== Your instructions ==
Reproduce the listing below exactly, from its first line down to and including the line with "first if present)".

======== Records to use ========

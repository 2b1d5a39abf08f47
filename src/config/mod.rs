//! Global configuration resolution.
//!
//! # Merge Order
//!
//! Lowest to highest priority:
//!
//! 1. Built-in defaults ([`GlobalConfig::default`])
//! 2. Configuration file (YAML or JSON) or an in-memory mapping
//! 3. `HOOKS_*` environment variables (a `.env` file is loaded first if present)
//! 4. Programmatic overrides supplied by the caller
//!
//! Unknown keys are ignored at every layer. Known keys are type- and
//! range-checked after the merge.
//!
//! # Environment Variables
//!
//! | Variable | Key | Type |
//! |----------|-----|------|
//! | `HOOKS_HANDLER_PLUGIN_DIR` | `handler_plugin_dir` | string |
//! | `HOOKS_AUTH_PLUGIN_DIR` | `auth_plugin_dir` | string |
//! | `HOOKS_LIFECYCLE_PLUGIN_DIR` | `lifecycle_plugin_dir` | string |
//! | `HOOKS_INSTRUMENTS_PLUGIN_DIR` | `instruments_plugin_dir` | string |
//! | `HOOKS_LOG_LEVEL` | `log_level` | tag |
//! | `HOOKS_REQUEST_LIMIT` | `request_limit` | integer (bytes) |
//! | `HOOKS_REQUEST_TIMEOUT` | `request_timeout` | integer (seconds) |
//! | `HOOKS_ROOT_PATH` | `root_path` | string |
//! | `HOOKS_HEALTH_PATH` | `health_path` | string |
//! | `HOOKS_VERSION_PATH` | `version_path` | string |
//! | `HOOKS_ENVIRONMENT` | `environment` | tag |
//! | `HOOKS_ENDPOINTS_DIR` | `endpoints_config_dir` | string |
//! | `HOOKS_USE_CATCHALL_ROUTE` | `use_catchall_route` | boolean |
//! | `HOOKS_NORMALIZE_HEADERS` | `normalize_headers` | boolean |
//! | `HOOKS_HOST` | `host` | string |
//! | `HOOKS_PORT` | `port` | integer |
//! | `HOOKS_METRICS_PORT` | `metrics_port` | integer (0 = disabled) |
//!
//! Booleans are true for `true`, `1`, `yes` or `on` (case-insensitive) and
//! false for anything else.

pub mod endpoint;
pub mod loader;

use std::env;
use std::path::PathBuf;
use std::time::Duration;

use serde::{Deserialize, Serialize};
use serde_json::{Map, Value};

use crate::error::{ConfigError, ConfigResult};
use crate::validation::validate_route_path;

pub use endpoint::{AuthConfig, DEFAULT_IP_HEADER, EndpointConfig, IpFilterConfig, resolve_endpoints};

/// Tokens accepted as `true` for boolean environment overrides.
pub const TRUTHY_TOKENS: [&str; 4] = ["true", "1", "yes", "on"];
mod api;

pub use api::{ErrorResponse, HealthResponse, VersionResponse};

========

== Output for this exercise ==
repository 2b1d5a39abf08f47
filename src/config/mod.rs
//! Global configuration resolution.
//!
//! # Merge Order
//!
//! Lowest to highest priority:
//!
//! 1. Built-in defaults ([`GlobalConfig::default`])
//! 2. Configuration file (YAML or JSON) or an in-memory mapping
//! 3. `HOOKS_*` environment variables (a `.env` file is loaded first if present)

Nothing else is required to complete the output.